* [WHAT IS BEING ASKED]
Reproduce the listing exactly, keeping every word as it is.
INPUT DATA below:
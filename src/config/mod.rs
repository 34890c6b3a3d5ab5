use serde::Deserialize;

/// Complete tacsync configuration
#[derive(Debug, Clone, Default, Deserialize)]
pub struct TacsyncConfig {
    #[serde(default)]
    pub replication: ReplicationConfig,
    #[serde(default)]
    pub tracker: TrackerConfig,
    #[serde(default)]
    pub cluster: ClusterConfig,
    #[serde(default)]
    pub api: ApiConfig,
    #[serde(default)]
    pub scheduler: SchedulerConfig,
}

/// Replication transport configuration (fixed deployment values, not part
/// of the core contract)
#[derive(Debug, Clone, Deserialize)]
pub struct ReplicationConfig {
    /// Shared room name identifying the peer channel
    #[serde(default = "default_room")]
    pub room: String,
    /// Signaling endpoint for peer discovery
    #[serde(default = "default_signaling_url")]
    pub signaling_url: String,
}

fn default_room() -> String {
    "tactical-room".to_string()
}

fn default_signaling_url() -> String {
    "wss://signal.tactical.local".to_string()
}

impl Default for ReplicationConfig {
    fn default() -> Self {
        Self {
            room: default_room(),
            signaling_url: default_signaling_url(),
        }
    }
}

/// Ephemeral tracker bounds
#[derive(Debug, Clone, Deserialize)]
pub struct TrackerConfig {
    /// Maximum trajectory points retained per agent
    #[serde(default = "default_track_capacity")]
    pub track_capacity: usize,
    /// Seconds a threat alert lives before auto-removal
    #[serde(default = "default_alert_ttl_secs")]
    pub alert_ttl_secs: i64,
    /// Maximum incident log entries
    #[serde(default = "default_incident_capacity")]
    pub incident_capacity: usize,
}

fn default_track_capacity() -> usize {
    50
}

fn default_alert_ttl_secs() -> i64 {
    30
}

fn default_incident_capacity() -> usize {
    50
}

impl Default for TrackerConfig {
    fn default() -> Self {
        Self {
            track_capacity: default_track_capacity(),
            alert_ttl_secs: default_alert_ttl_secs(),
            incident_capacity: default_incident_capacity(),
        }
    }
}

/// Spatial aggregation tuning
#[derive(Debug, Clone, Deserialize)]
pub struct ClusterConfig {
    /// Cluster radius in screen pixels (512px world tile convention)
    #[serde(default = "default_radius_px")]
    pub radius_px: f64,
    /// Fraction of the viewport span included beyond each edge, so points
    /// just outside the boundary do not pop in and out while panning
    #[serde(default = "default_margin_fraction")]
    pub margin_fraction: f64,
    /// Zoom clamp bounds
    #[serde(default = "default_min_zoom")]
    pub min_zoom: f64,
    #[serde(default = "default_max_zoom")]
    pub max_zoom: f64,
}

fn default_radius_px() -> f64 {
    64.0
}

fn default_margin_fraction() -> f64 {
    0.2
}

fn default_min_zoom() -> f64 {
    0.0
}

fn default_max_zoom() -> f64 {
    22.0
}

impl Default for ClusterConfig {
    fn default() -> Self {
        Self {
            radius_px: default_radius_px(),
            margin_fraction: default_margin_fraction(),
            min_zoom: default_min_zoom(),
            max_zoom: default_max_zoom(),
        }
    }
}

/// External REST collaborator endpoints
#[derive(Debug, Clone, Deserialize)]
pub struct ApiConfig {
    /// Base URL for the discovery/persistence collaborator
    #[serde(default = "default_base_url")]
    pub base_url: String,
    /// Forward-geocoding search endpoint
    #[serde(default = "default_geocode_url")]
    pub geocode_url: String,
}

fn default_base_url() -> String {
    "http://127.0.0.1:8000".to_string()
}

fn default_geocode_url() -> String {
    "https://nominatim.openstreetmap.org/search".to_string()
}

impl Default for ApiConfig {
    fn default() -> Self {
        Self {
            base_url: default_base_url(),
            geocode_url: default_geocode_url(),
        }
    }
}

/// Expiry scheduler tick
#[derive(Debug, Clone, Deserialize)]
pub struct SchedulerConfig {
    /// How often the alert expiry queue is drained (milliseconds)
    #[serde(default = "default_tick_interval_ms")]
    pub tick_interval_ms: u64,
}

fn default_tick_interval_ms() -> u64 {
    1000
}

impl Default for SchedulerConfig {
    fn default() -> Self {
        Self {
            tick_interval_ms: default_tick_interval_ms(),
        }
    }
}

/// Load configuration from TOML file
pub fn load_config(path: &str) -> Result<TacsyncConfig, Box<dyn std::error::Error>> {
    let contents = std::fs::read_to_string(path)?;
    let config: TacsyncConfig = toml::from_str(&contents)?;
    Ok(config)
}

#[cfg(test)]
mod tests {
    use super::*;

    #[test]
    fn test_default_config() {
        let config = TacsyncConfig::default();
        assert_eq!(config.tracker.track_capacity, 50);
        assert_eq!(config.tracker.alert_ttl_secs, 30);
        assert_eq!(config.tracker.incident_capacity, 50);
        assert_eq!(config.replication.room, "tactical-room");
        assert_eq!(config.cluster.radius_px, 64.0);
        assert_eq!(config.scheduler.tick_interval_ms, 1000);
    }

    #[test]
    fn test_config_deserialization() {
        let toml = r#"
            [replication]
            room = "ops-west"
            signaling_url = "wss://signal.example.net"

            [tracker]
            track_capacity = 100
            alert_ttl_secs = 60
            incident_capacity = 25

            [cluster]
            radius_px = 48.0
            margin_fraction = 0.1

            [api]
            base_url = "http://10.0.0.5:8000"

            [scheduler]
            tick_interval_ms = 250
        "#;

        let config: TacsyncConfig = toml::from_str(toml).unwrap();
        assert_eq!(config.replication.room, "ops-west");
        assert_eq!(config.tracker.track_capacity, 100);
        assert_eq!(config.tracker.alert_ttl_secs, 60);
        assert_eq!(config.cluster.radius_px, 48.0);
        assert_eq!(config.api.base_url, "http://10.0.0.5:8000");
        assert_eq!(config.scheduler.tick_interval_ms, 250);
    }

    #[test]
    fn test_partial_config() {
        // Missing sections use defaults
        let toml = r#"
            [tracker]
            alert_ttl_secs = 15
        "#;

        let config: TacsyncConfig = toml::from_str(toml).unwrap();
        assert_eq!(config.tracker.alert_ttl_secs, 15);
        assert_eq!(config.tracker.track_capacity, 50); // Default
        assert_eq!(config.cluster.margin_fraction, 0.2); // Default
    }
}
End of INPUT DATA.
* [ANSWER TO THE PROBLEM]
filename src/config/mod.rs
repository 34890c6b3a3d5ab5
use serde::Deserialize;

/// Complete tacsync configuration
#[derive(Debug, Clone, Default, Deserialize)]
pub struct TacsyncConfig {
    #[serde(default)]
    pub replication: ReplicationConfig,
    #[serde(default)]
    pub tracker: TrackerConfig,
    #[serde(default)]
    pub cluster: ClusterConfig,
    #[serde(default)]
    pub api: ApiConfig,
    #[serde(default)]
    pub scheduler: SchedulerConfig,
}

/// Replication transport configuration (fixed deployment values, not part
/// of the core contract)
#[derive(Debug, Clone, Deserialize)]
pub struct ReplicationConfig {
    /// Shared room name identifying the peer channel
    #[serde(default = "default_room")]
    pub room: String,
    /// Signaling endpoint for peer discovery
    #[serde(default = "default_signaling_url")]
    pub signaling_url: String,
}

fn default_room() -> String {
    "tactical-room".to_string()
}

fn default_signaling_url() -> String {
    "wss://signal.tactical.local".to_string()
}

impl Default for ReplicationConfig {
    fn default() -> Self {
        Self {
            room: default_room(),
            signaling_url: default_signaling_url(),
        }
    }
}

/// Ephemeral tracker bounds
#[derive(Debug, Clone, Deserialize)]
pub struct TrackerConfig {
    /// Maximum trajectory points retained per agent
    #[serde(default = "default_track_capacity")]
    pub track_capacity: usize,
    /// Seconds a threat alert lives before auto-removal
    #[serde(default = "default_alert_ttl_secs")]
    pub alert_ttl_secs: i64,
    /// Maximum incident log entries
    #[serde(default = "default_incident_capacity")]
    pub incident_capacity: usize,
}

fn default_track_capacity() -> usize {
    50
}

fn default_alert_ttl_secs() -> i64 {
    30
}

fn default_incident_capacity() -> usize {
    50
}

impl Default for TrackerConfig {
    fn default() -> Self {
        Self {
            track_capacity: default_track_capacity(),
            alert_ttl_secs: default_alert_ttl_secs(),
            incident_capacity: default_incident_capacity(),
        }
    }
}

/// Spatial aggregation tuning
#[derive(Debug, Clone, Deserialize)]
pub struct ClusterConfig {
    /// Cluster radius in screen pixels (512px world tile convention)
    #[serde(default = "default_radius_px")]
    pub radius_px: f64,
    /// Fraction of the viewport span included beyond each edge, so points
    /// just outside the boundary do not pop in and out while panning
    #[serde(default = "default_margin_fraction")]
    pub margin_fraction: f64,
    /// Zoom clamp bounds
    #[serde(default = "default_min_zoom")]
    pub min_zoom: f64,
    #[serde(default = "default_max_zoom")]
    pub max_zoom: f64,
}

fn default_radius_px() -> f64 {
    64.0
}

fn default_margin_fraction() -> f64 {
    0.2
}

fn default_min_zoom() -> f64 {
    0.0
}

fn default_max_zoom() -> f64 {
    22.0
}

impl Default for ClusterConfig {
    fn default() -> Self {
        Self {
            radius_px: default_radius_px(),
            margin_fraction: default_margin_fraction(),
            min_zoom: default_min_zoom(),
            max_zoom: default_max_zoom(),
        }
    }
}

/// External REST collaborator endpoints
#[derive(Debug, Clone, Deserialize)]
pub struct ApiConfig {
    /// Base URL for the discovery/persistence collaborator
    #[serde(default = "default_base_url")]
    pub base_url: String,
    /// Forward-geocoding search endpoint
    #[serde(default = "default_geocode_url")]
    pub geocode_url: String,
}

fn default_base_url() -> String {
    "http://127.0.0.1:8000".to_string()
}

fn default_geocode_url() -> String {
    "https://nominatim.openstreetmap.org/search".to_string()
}

impl Default for ApiConfig {
    fn default() -> Self {
        Self {
            base_url: default_base_url(),
            geocode_url: default_geocode_url(),
        }
    }
}

/// Expiry scheduler tick
#[derive(Debug, Clone, Deserialize)]
pub struct SchedulerConfig {
    /// How often the alert expiry queue is drained (milliseconds)
    #[serde(default = "default_tick_interval_ms")]
    pub tick_interval_ms: u64,
}

fn default_tick_interval_ms() -> u64 {
    1000
}

impl Default for SchedulerConfig {
    fn default() -> Self {
        Self {
            tick_interval_ms: default_tick_interval_ms(),
        }
    }
}

/// Load configuration from TOML file
pub fn load_config(path: &str) -> Result<TacsyncConfig, Box<dyn std::error::Error>> {
    let contents = std::fs::read_to_string(path)?;
    let config: TacsyncConfig = toml::from_str(&contents)?;
    Ok(config)
}

#[cfg(test)]
mod tests {
    use super::*;

    #[test]
    fn test_default_config() {
        let config = TacsyncConfig::default();
        assert_eq!(config.tracker.track_capacity, 50);
        assert_eq!(config.tracker.alert_ttl_secs, 30);
        assert_eq!(config.tracker.incident_capacity, 50);
        assert_eq!(config.replication.room, "tactical-room");
        assert_eq!(config.cluster.radius_px, 64.0);
        assert_eq!(config.scheduler.tick_interval_ms, 1000);
    }

    #[test]
    fn test_config_deserialization() {
        let toml = r#"
            [replication]
            room = "ops-west"
            signaling_url = "wss://signal.example.net"

            [tracker]
            track_capacity = 100
            alert_ttl_secs = 60
            incident_capacity = 25

            [cluster]
            radius_px = 48.0
            margin_fraction = 0.1

            [api]
            base_url = "http://10.0.0.5:8000"

            [scheduler]
            tick_interval_ms = 250
        "#;

        let config: TacsyncConfig = toml::from_str(toml).unwrap();
        assert_eq!(config.replication.room, "ops-west");
        assert_eq!(config.tracker.track_capacity, 100);
        assert_eq!(config.tracker.alert_ttl_secs, 60);
        assert_eq!(config.cluster.radius_px, 48.0);
        assert_eq!(config.api.base_url, "http://10.0.0.5:8000");
        assert_eq!(config.scheduler.tick_interval_ms, 250);
    }

    #[test]
    fn test_partial_config() {
        // Missing sections use defaults
        let toml = r#"
            [tracker]
            alert_ttl_secs = 15
        "#;

        let config: TacsyncConfig = toml::from_str(toml).unwrap();
        assert_eq!(config.tracker.alert_ttl_secs, 15);
        assert_eq!(config.tracker.track_capacity, 50); // Default
        assert_eq!(config.cluster.margin_fraction, 0.2); // Default
    }
}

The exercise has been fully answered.